In March 2009 and May 2015, I attended two international conferences in Rome that drew on the many gifts that women bring to Church and society. Both conferences were organised by the then Pontifical Council for Justice and Peace (Cardinal Peter Turkson), together with the World Union of Catholic Women’s Organizations (WUCWO) and the World Women’s Alliance for Life and Family (WWALF).
The theme of the first one was Life, Family and Development: The role of women in the promotion of human rights. The theme of the second was: Women and the post-2015 development agenda: the challenges of the Sustainable Development Goals.

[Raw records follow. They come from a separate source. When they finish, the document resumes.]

//! Orbits and orthonormal basis of the reference triangular prism.
//!
//! The reference prism is the triangle with vertices `(-1, -1)`, `(1, -1)`, `(-1, 1)`
//! extruded along `z` over `[-1, 1]`. Points in the triangular cross-section are described by
//! barycentric coordinates $(\lambda_1, \lambda_2, \lambda_3)$, which map to Cartesian
//! coordinates as
//!
//! ```text
//!     x = -l1 + l2 - l3,    y = -l1 - l2 + l3.
//! ```
//!
//! The symmetry group of the prism is generated by the permutations of the barycentric
//! coordinates together with the reflection `z -> -z`, giving six orbit types:
//!
//! | orbit | points | params | representative                        |
//! |-------|--------|--------|---------------------------------------|
//! | 0     | 1      | 0      | centroid                              |
//! | 1     | 2      | 1      | centroid at `z = ±c`                  |
//! | 2     | 3      | 1      | `(a, a, 1 - 2a)` at `z = 0`           |
//! | 3     | 6      | 2      | `(a, a, 1 - 2a)` at `z = ±c`          |
//! | 4     | 6      | 2      | `(a, b, 1 - a - b)` at `z = 0`        |
//! | 5     | 12     | 3      | `(a, b, 1 - a - b)` at `z = ±c`       |
use crate::domain::{Domain, OrbitDescriptor, ShapeDescriptor};
use crate::quadrature::{prism_collapsed_gauss, QuadraturePair3d};
use crate::Real;
use log::trace;
use nalgebra::{convert, DMatrixViewMut, Point3, U3};
use numeric_literals::replace_float_literals;
use rand::Rng;
use serde::{Deserialize, Serialize};
use std::cmp::Ordering;
use std::iter::StepBy;
use std::ops::RangeInclusive;
use symquad_quadrature::polynomial::JacobiSequence;

/// Orbit table of the reference prism, indexed by orbit.
pub const PRISM_ORBITS: [OrbitDescriptor; 6] = [
    OrbitDescriptor::new(1, 0),
    OrbitDescriptor::new(2, 1),
    OrbitDescriptor::new(3, 1),
    OrbitDescriptor::new(6, 2),
    OrbitDescriptor::new(6, 2),
    OrbitDescriptor::new(12, 3),
];

/// The reference prism with an orthonormal basis truncated at a given strength.
#[derive(Debug, Copy, Clone, PartialEq, Eq, Serialize, Deserialize)]
pub struct PrismDomain {
    strength: usize,
}

impl PrismDomain {
    pub fn new(strength: usize) -> Self {
        Self { strength }
    }

    pub fn with_strength(self, strength: usize) -> Self {
        Self { strength, ..self }
    }

    /// A reference rule that integrates products of any two basis functions exactly.
    pub fn reference_quadrature<T: Real>(&self) -> QuadraturePair3d<T> {
        // Collapsed Gauss with n points per direction is exact up to total degree 2n - 2
        prism_collapsed_gauss(self.strength + 1)
    }
}

// The basis is enumerated by three nested degree ranges. Both the basis count and the
// evaluation loop are written in terms of these, so the two cannot drift apart.

fn triangle_a_degrees(strength: usize) -> StepBy<RangeInclusive<usize>> {
    (0..=strength).step_by(2)
}

fn triangle_b_degrees(strength: usize, i: usize) -> RangeInclusive<usize> {
    i..=strength - i
}

fn axial_degrees(strength: usize, i: usize, j: usize) -> StepBy<RangeInclusive<usize>> {
    (0..=strength - i - j).step_by(2)
}

/// Degree triples `[i, j, k]` of the prism basis for the given strength, in evaluation order.
pub fn prism_basis_degrees(strength: usize) -> impl Iterator<Item = [usize; 3]> {
    triangle_a_degrees(strength).flat_map(move |i| {
        triangle_b_degrees(strength, i)
            .flat_map(move |j| axial_degrees(strength, i, j).map(move |k| [i, j, k]))
    })
}

/// Number of prism basis functions for the given strength.
pub fn prism_basis_count(strength: usize) -> usize {
    let mut count = 0;
    for i in triangle_a_degrees(strength) {
        for j in triangle_b_degrees(strength, i) {
            count += axial_degrees(strength, i, j).count();
        }
    }
    count
}

fn bary_to_cart<T: Real>(l1: T, l2: T, l3: T, z: T) -> Point3<T> {
    Point3::new(-l1 + l2 - l3, -l1 - l2 + l3, z)
}

/// The three rotations of `(a, a, 1 - 2a)`.
#[replace_float_literals(T::from_f64(literal).unwrap())]
fn edge_images<T: Real>(a: T) -> [[T; 3]; 3] {
    let c = 1.0 - 2.0 * a;
    [[a, a, c], [a, c, a], [c, a, a]]
}

/// The six permutations of `(a, b, 1 - a - b)`.
#[replace_float_literals(T::from_f64(literal).unwrap())]
fn generic_images<T: Real>(a: T, b: T) -> [[T; 3]; 6] {
    let c = 1.0 - a - b;
    [[a, b, c], [a, c, b], [b, a, c], [b, c, a], [c, a, b], [c, b, a]]
}

/// Writes every barycentric image at each of the given heights, heights varying slowest.
fn write_images<T: Real>(out: &mut [Point3<T>], images: &[[T; 3]], heights: &[T]) {
    assert_eq!(out.len(), images.len() * heights.len());
    let targets = heights
        .iter()
        .flat_map(|&z| images.iter().map(move |&[l1, l2, l3]| bary_to_cart(l1, l2, l3, z)));
    for (point, target) in out.iter_mut().zip(targets) {
        *point = target;
    }
}

/// Clamps `x` into `[lo, hi]`, mapping NaN to `lo`.
fn clamp_to<T: Real>(lo: T, x: T, hi: T) -> T {
    if x >= lo {
        if x <= hi {
            x
        } else {
            hi
        }
    } else {
        lo
    }
}

fn uniform<T: Real>(rng: &mut impl Rng, lo: f64, hi: f64) -> T {
    convert(rng.gen_range(lo..=hi))
}

fn seed_triangle_edge<T: Real>(rng: &mut impl Rng) -> T {
    uniform(rng, 0.0, 0.5)
}

fn seed_triangle_generic<T: Real>(rng: &mut impl Rng) -> T {
    uniform(rng, 0.0, 1.0 / 3.0)
}

/// Axial offset `sqrt(1 - u^2)` for uniform `u` in `[-1, 1]`, which favours offsets near the
/// end caps.
fn seed_axial<T: Real>(rng: &mut impl Rng) -> T {
    let u: T = uniform(rng, -1.0, 1.0);
    (T::one() - u * u).max(T::zero()).sqrt()
}

fn bad_orbit(orbit: usize) -> ! {
    panic!("Bad orbit {} for prism domain", orbit)
}

impl ShapeDescriptor for PrismDomain {
    fn orbits(&self) -> &[OrbitDescriptor] {
        &PRISM_ORBITS
    }

    fn strength(&self) -> usize {
        self.strength
    }

    fn basis_count(&self) -> usize {
        prism_basis_count(self.strength)
    }

    fn validate_orbit_counts(&self, counts: &[usize]) -> bool {
        // A second centroid would coincide with the first
        counts.len() == PRISM_ORBITS.len() && counts[0] <= 1
    }
}

impl<T: Real> Domain<T> for PrismDomain {
    type ReferenceDim = U3;

    #[replace_float_literals(T::from_f64(literal).unwrap())]
    fn reference_volume(&self) -> T {
        4.0
    }

    #[replace_float_literals(T::from_f64(literal).unwrap())]
    fn expand_orbit(
        &self,
        orbit: usize,
        param_offset: usize,
        point_offset: usize,
        params: &[T],
        points: &mut [Point3<T>],
    ) {
        let OrbitDescriptor { num_points, num_params } = self.orbit(orbit);
        let args = &params[param_offset..param_offset + num_params];
        let out = &mut points[point_offset..point_offset + num_points];
        let third = 1.0 / 3.0;
        let centroid = [[third, third, third]];

        match (orbit, args) {
            (0, &[]) => write_images(out, &centroid, &[0.0]),
            (1, &[c]) => write_images(out, &centroid, &[-c, c]),
            (2, &[a]) => write_images(out, &edge_images(a), &[0.0]),
            (3, &[a, c]) => write_images(out, &edge_images(a), &[-c, c]),
            (4, &[a, b]) => write_images(out, &generic_images(a, b), &[0.0]),
            (5, &[a, b, c]) => write_images(out, &generic_images(a, b), &[-c, c]),
            _ => bad_orbit(orbit),
        }
    }

    #[replace_float_literals(T::from_f64(literal).unwrap())]
    fn clamp_orbit(&self, orbit: usize, param_offset: usize, params: &mut [T]) {
        let num_params = self.orbit(orbit).num_params;
        let args = &mut params[param_offset..param_offset + num_params];
        let mut before = [T::zero(); 3];
        before[..num_params].copy_from_slice(args);

        match (orbit, args) {
            (0, []) => {}
            (1, [c]) => *c = clamp_to(0.0, *c, 1.0),
            (2, [a]) => *a = clamp_to(0.0, *a, 0.5),
            (3, [a, c]) => {
                *a = clamp_to(0.0, *a, 0.5);
                *c = clamp_to(0.0, *c, 1.0);
            }
            (4, [a, b]) => {
                *a = clamp_to(0.0, *a, 1.0);
                *b = clamp_to(0.0, *b, 1.0 - *a);
            }
            (5, [a, b, c]) => {
                *a = clamp_to(0.0, *a, 1.0);
                *b = clamp_to(0.0, *b, 1.0 - *a);
                *c = clamp_to(0.0, *c, 1.0);
            }
            _ => bad_orbit(orbit),
        }

        let after = &params[param_offset..param_offset + num_params];
        if after != &before[..num_params] {
            trace!(
                "Clamped parameters of orbit {} from {:?} to {:?}",
                orbit,
                &before[..num_params],
                after
            );
        }
    }

    #[replace_float_literals(T::from_f64(literal).unwrap())]
    fn canonicalize_orbit(&self, orbit: usize, param_offset: usize, params: &mut [T]) {
        match orbit {
            0..=3 => {}
            4 | 5 => {
                let a = params[param_offset];
                let b = params[param_offset + 1];
                let mut baryc = [a, b, 1.0 - a - b];
                baryc.sort_by(|x, y| x.partial_cmp(y).unwrap_or(Ordering::Equal));
                params[param_offset..param_offset + 2].copy_from_slice(&baryc[..2]);
            }
            _ => bad_orbit(orbit),
        }
    }

    fn seed_orbit<R: Rng>(&self, orbit: usize, param_offset: usize, params: &mut [T], rng: &mut R) {
        let num_params = self.orbit(orbit).num_params;
        let args = &mut params[param_offset..param_offset + num_params];

        match (orbit, &mut *args) {
            (0, []) => {}
            (1, [c]) => *c = seed_axial(rng),
            (2, [a]) => *a = seed_triangle_edge(rng),
            (3, [a, c]) => {
                *a = seed_triangle_edge(rng);
                *c = seed_axial(rng);
            }
            (4, [a, b]) => {
                *a = seed_triangle_generic(rng);
                *b = seed_triangle_generic(rng);
            }
            (5, [a, b, c]) => {
                *a = seed_triangle_generic(rng);
                *b = seed_triangle_generic(rng);
                *c = seed_axial(rng);
            }
            _ => bad_orbit(orbit),
        }
        trace!("Seeded orbit {} with {:?}", orbit, args);

        // Sampling ranges sit inside the admissible region up to rounding at the boundary
        self.clamp_orbit(orbit, param_offset, params);
    }

    /// Evaluates the orthonormal basis
    ///
    /// $$
    /// \psi_{ijk}(p, q, r) = C_{ijk} (1 - q)^i P_i(a) P_j^{(2i + 1, 0)}(q) P_k(r),
    /// \qquad a = \frac{2(1 + p)}{1 - q} - 1,
    /// $$
    ///
    /// with $C_{ijk} = 2^{-i-1} \sqrt{(2i + 1)(2k + 1)(i + j + 1)}$, where $P_n$ are the
    /// Legendre polynomials and $i$, $k$ only take even values. At the collapsed vertex
    /// `q = 1` the coordinate `a` is set to zero.
    #[replace_float_literals(T::from_f64(literal).unwrap())]
    fn populate_basis(&self, mut basis_values: DMatrixViewMut<T>, points: &[Point3<T>]) {
        let s = self.strength;
        assert_eq!(
            basis_values.nrows(),
            prism_basis_count(s),
            "Basis matrix must have one row per basis function"
        );
        assert_eq!(
            basis_values.ncols(),
            points.len(),
            "Basis matrix must have one column per point"
        );

        for (mut column, point) in basis_values.column_iter_mut().zip(points) {
            let (p, q, r) = (point.x, point.y, point.z);
            let a = if q != 1.0 { 2.0 * (1.0 + p) / (1.0 - q) - 1.0 } else { 0.0 };

            let mut legendre_a = JacobiSequence::legendre(a);
            // (1 - q)^i and 2^(-i - 1)
            let mut pow_1mq_i = 1.0;
            let mut pow_2_mim1 = 0.5;
            let mut row = 0;

            for i in triangle_a_degrees(s) {
                let pa = pow_1mq_i * legendre_a.value(i);
                let mut jacobi_q = JacobiSequence::new(convert((2 * i + 1) as f64), 0.0, q);

                for j in triangle_b_degrees(s, i) {
                    let pab = pa * jacobi_q.value(j);
                    let mut legendre_r = JacobiSequence::legendre(r);

                    for k in axial_degrees(s, i, j) {
                        let c: T = convert(((2 * i + 1) * (2 * k + 1) * (i + j + 1)) as f64);
                        column[row] = pow_2_mim1 * c.sqrt() * pab * legendre_r.value(k);
                        row += 1;
                    }
                }

                pow_1mq_i *= (1.0 - q) * (1.0 - q);
                pow_2_mim1 /= 4.0;
            }

            debug_assert_eq!(row, column.nrows());
        }
    }
}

In his messages to participants at the conferences, Pope Francis said: “The genius of women to mobilize and organize endows them with the skills and motivation to develop ever-expanding networks for sharing experiences and generating new ideas” (2009).
“May your work be marked first and foremost by professional competence, without self-interest or superficial activism, but with generous dedication. In this way you will manifest the countless God-given gifts which women have to offer, encouraging others to promote sensitivity, understanding and dialogue in settling conflicts big and small, in healing wounds, in nurturing all life at every level of society, and in embodying the mercy and tenderness which bring reconciliation and unity to our world. All this is part of that ‘feminine genius’ of which our society stands in such great need” (2015).
May our Church find ways of recognising our “feminine genius” as we all seek to build the common good.